"Dia hanya pingsan selebihnya kondisinya baik-baik saja." Semua yang berada diruangan itu akhirnya bisa bernafas lega. Kejadian yang membuat mereka semua kaget saat Naruto membawa Hinata dalam keadaan tidak sadar kan diri.

Naruto masih menatap gusar melihat langit malam melalui jendela kamar Hinata. Semuanya sangat panik dan tentu tidak mendengar penjelasan apapun darinya. Bahkan ibunya pun menghiraukannya inilah yang dia tidak sukai seakan dialah peneyebab apapun yang terjadi dengan Hinata, "Apa yang kau lakukan sih Naruto!? Kenapa Hinata-chan bisa pingsan seperti ini."

Lihatlah sekarang dialah yang disalahkan disini. Bahkan dia tidak ada sangkut pautnya dengan masalah Hinata salahkan gadis itu yang begitu lemah dan naif. Tapi dia masih bisa menetralkan kekesalannya toh selama ini juga dia hanya berdecak sebal dan mengumpat menguburnya dalam hati atau melampiaskan kepada Hinata itupun tidak didepan orang tua mereka.

Yang dia lakukan adalah mepoles alasan yang dapat membuatnya aman dan itu merupakan keahliannya semenjak dirinya kini berperan sebagai tunangan yang sangat sempurna. "Maafkan aku, ini semua salahku."

Bohong .

Semua hanya kamuflase dan dia akan pastikan hal ini masih terus berlanjut selama Hinata Hyuuga masih bermain dalam kehidupannya. Suatu saat nanti dia akan memastikan bahwa gadis itu harus membayar semua yang telah dirampas olehnya.

Inilah sandiwara terbesarnya untuk menghancurkan Hinata Hyuuga.

Musim gugur, 14th.

.

.

.

.

Sandiwara.

"Rentetan kehidupan tanpa artian."

Naruto Uzumaki X Hinata Hyuuga
Naruto
Masashi Khisimoto

Chapter—2

Warning
Alaternate Universe, Bad Summary, Typo (S), Alur berantakan, Banyak ketidak jelasan, Idea sungguh pasaran, dan Romance picisan khayalan Author!

Kehidupan yang telah diatur sedemikian sempurna...

.

.

.

.

.


Ini sudah hari ketiga dan semenjak hari itu Hinata tidak hadir ke sekolah. Ini cukup membuatnya senang walaupun tidak merubah apapun di kehidupan sekolahnya yang masih saja dengan sistem dan peraturan yang sama. Tapi, setidaknya tidak ada hal monoton hari ini dan dia akhirnya bisa pulang bersama dengan sahabat-sahabatnya tanpa halangan apapun.

Untuk sementara Naruto kembali menjadi dirinya.

"Naruto! Cepat sedikit dong." Naruto menghentikan lamunannya. Ini sudah waktunya pulang matahari pun sudah memasuki senja. Dia menatap sekilas Sakura yang menatapnya sambil mengerutu dan Sasuke yang entah kenapa diam tidak berniat menghentikan dumelan yang super menyebalkan dari kekasihnya itu.

Sebelum pada akhirnya dia tersenyum lebar dan melangkah meninggalkan kelas. "Maaf banget Sakura-chan, hari ini rasanya sangat menyenangkan sekali sih." Tuturnya sembari mengacak pelan surai pink sahabatnya itu.

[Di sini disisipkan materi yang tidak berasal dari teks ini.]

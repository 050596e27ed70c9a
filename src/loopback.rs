//! loopback.rs
//! Synthetic color-marker stream for running the controller without a browser.
//!
//! - `LoopbackSource`: shared clock; the rendered color changes every `period`,
//!   starting with the sync marker and cycling through `PALETTE`.
//! - `LocalFeed`: the stream as rendered locally (no delay).
//! - `RemoteFeed`: the same stream seen after `delay` plus a random per-color jitter.
//! - `LocalLatencyFeed`: latency samples for local mode, derived from the same delay model.

use std::time::{Duration, Instant};

use rand::random_range;

use crate::controller::local_mode::{LatencyProbe, ProbeSample};
use crate::signal::{color::Color, poller::ColorProbe};

pub const PALETTE: [Color; 4] = [Color::SYNC_MARKER, Color::RED, Color::BLUE, Color::WHITE];

#[derive(Debug, Clone, Copy)]
pub struct LoopbackSource {
    start: Instant,
    period: Duration,
}

impl LoopbackSource {
    pub fn new(period: Duration) -> Self {
        Self::starting_at(Instant::now(), period)
    }

    pub fn starting_at(start: Instant, period: Duration) -> Self {
        Self {
            start,
            period: period.max(Duration::from_millis(1)),
        }
    }

    pub fn elapsed(&self) -> Duration {
        self.start.elapsed()
    }

    /// Index of the color segment shown at stream time `t`.
    pub fn segment_at(&self, t: Duration) -> u64 {
        (t.as_nanos() / self.period.as_nanos()) as u64
    }

    pub fn segment_start(&self, segment: u64) -> Duration {
        self.period.saturating_mul(segment.min(u32::MAX as u64) as u32)
    }

    pub fn color_of(segment: u64) -> Color {
        PALETTE[(segment % PALETTE.len() as u64) as usize]
    }

    pub fn local(&self) -> LocalFeed {
        LocalFeed { source: *self }
    }

    pub fn remote(&self, delay: Duration, jitter_max: Duration) -> RemoteFeed {
        RemoteFeed {
            source: *self,
            delay,
            jitter_max,
            shown: None,
            pending_jitter: None,
        }
    }

    pub fn latency_feed(&self, delay: Duration, jitter_max: Duration) -> LocalLatencyFeed {
        LocalLatencyFeed {
            source: *self,
            delay,
            jitter_max,
        }
    }
}

fn jitter(max: Duration) -> Duration {
    if max.is_zero() {
        return Duration::ZERO;
    }
    Duration::from_micros(random_range(0..=max.as_micros() as u64))
}

pub struct LocalFeed {
    source: LoopbackSource,
}

impl ColorProbe for LocalFeed {
    fn probe(&mut self) -> Option<(Duration, Color)> {
        let t = self.source.elapsed();
        Some((t, LoopbackSource::color_of(self.source.segment_at(t))))
    }
}

pub struct RemoteFeed {
    source: LoopbackSource,
    delay: Duration,
    jitter_max: Duration,
    shown: Option<u64>,
    /// Extra delay drawn for the next color change.
    pending_jitter: Option<Duration>,
}

impl ColorProbe for RemoteFeed {
    fn probe(&mut self) -> Option<(Duration, Color)> {
        let lagged = self.source.elapsed().checked_sub(self.delay)?;
        let target = self.source.segment_at(lagged);

        if self.shown != Some(target) {
            let extra = *self
                .pending_jitter
                .get_or_insert_with(|| jitter(self.jitter_max));
            if lagged >= self.source.segment_start(target) + extra {
                self.shown = Some(target);
                self.pending_jitter = None;
            }
        }

        // Nothing rendered until the first segment made it through.
        let shown = self.shown?;
        Some((lagged, LoopbackSource::color_of(shown)))
    }
}

pub struct LocalLatencyFeed {
    source: LoopbackSource,
    delay: Duration,
    jitter_max: Duration,
}

impl LatencyProbe for LocalLatencyFeed {
    fn sample(&mut self) -> ProbeSample {
        let at = self.source.elapsed();
        if at < self.delay {
            return ProbeSample::Unavailable;
        }
        ProbeSample::Measured {
            latency: self.delay + jitter(self.jitter_max),
            at,
        }
    }
}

"Kau aneh sekali sih. Kalau Cuma pulang bersama kan bisa kita lakukan kapapun." Naruto mengangguk membenarkan pernyataan Sakura. Mereka tidak tahu, mungkin ini tidak akan pernah terjadi lagi. Dan tentu saja dia tidak mau repot-repot membeberkan alasannya .

"Sakura benar. Kau hari ini sangat menjengkelkan dari pada yang biasanya."

"A-pa! Kau Bilang—"

"—Sudah, hentikan jangan bertengkar Naruto." Sakura melerai mereka tepatnya Naruto yang bersiap untuk melayangkan tinju kepada kekasih emonya itu. "Sasuke-kun juga jangan seperti itu."

Sasuke menatap keduanya. Dia tidak akan mau ambil pusing membalas amukan Naruto tetapi matanya menatap dingin sahabatnya itu, "Kau sangat menjengkelkan jika berurusan dengan dia."

Naruto terperangah, dia cukup yakin Sasuke menatapnya cukup dingin dari biasanya dan entah kenapa batinya kini mengatakan Sasuke akan terlibat dalam permainannya lebih jauh. 'Tidak mungkin Sasuke mengetahuinya.'

"Dia? E-eh.. tunggu! Sasuke-kun kau mau kemana." Sakura mentapa sekilas Naruto yang masih terdiam sebelum pada akhirnya menyusul langkah kekasihnya itu.

Sementara Naruto masih terdiam mencerna lebih detail apa yang akan terjadi selanjutnya. Dia tidak ingin kehidupan yang diimpikannya kini berakhir semudah seperti yang sebelumnya dia sudah berkomitmen akan menjaganya.

"Tidak ada pilihan kau harus berperan dalam permainanku, Sasuke." Dan apapun yang menghalangi jalannya akan dia pastikan bahwa akan menjadi sebuah langkah lebih besar dalam sandiwaranya bersama Hinata.

Sebelum pada akhirnya kini dia menyeringai, "Ini akan menjadi sangat menarik."

.

.

.

.

.

.

.

.

0o0o0o0o0

"Kau yakin besok akan pergi ke sekolah? " Hinata memandang sekilas wajah Naruto yang masih tenang memakan makan malamnya sebelum pada akhirnya mengangguk sembari menujukan senyum kepada semua keluarganya. "Aku sudah cukup sehat kok."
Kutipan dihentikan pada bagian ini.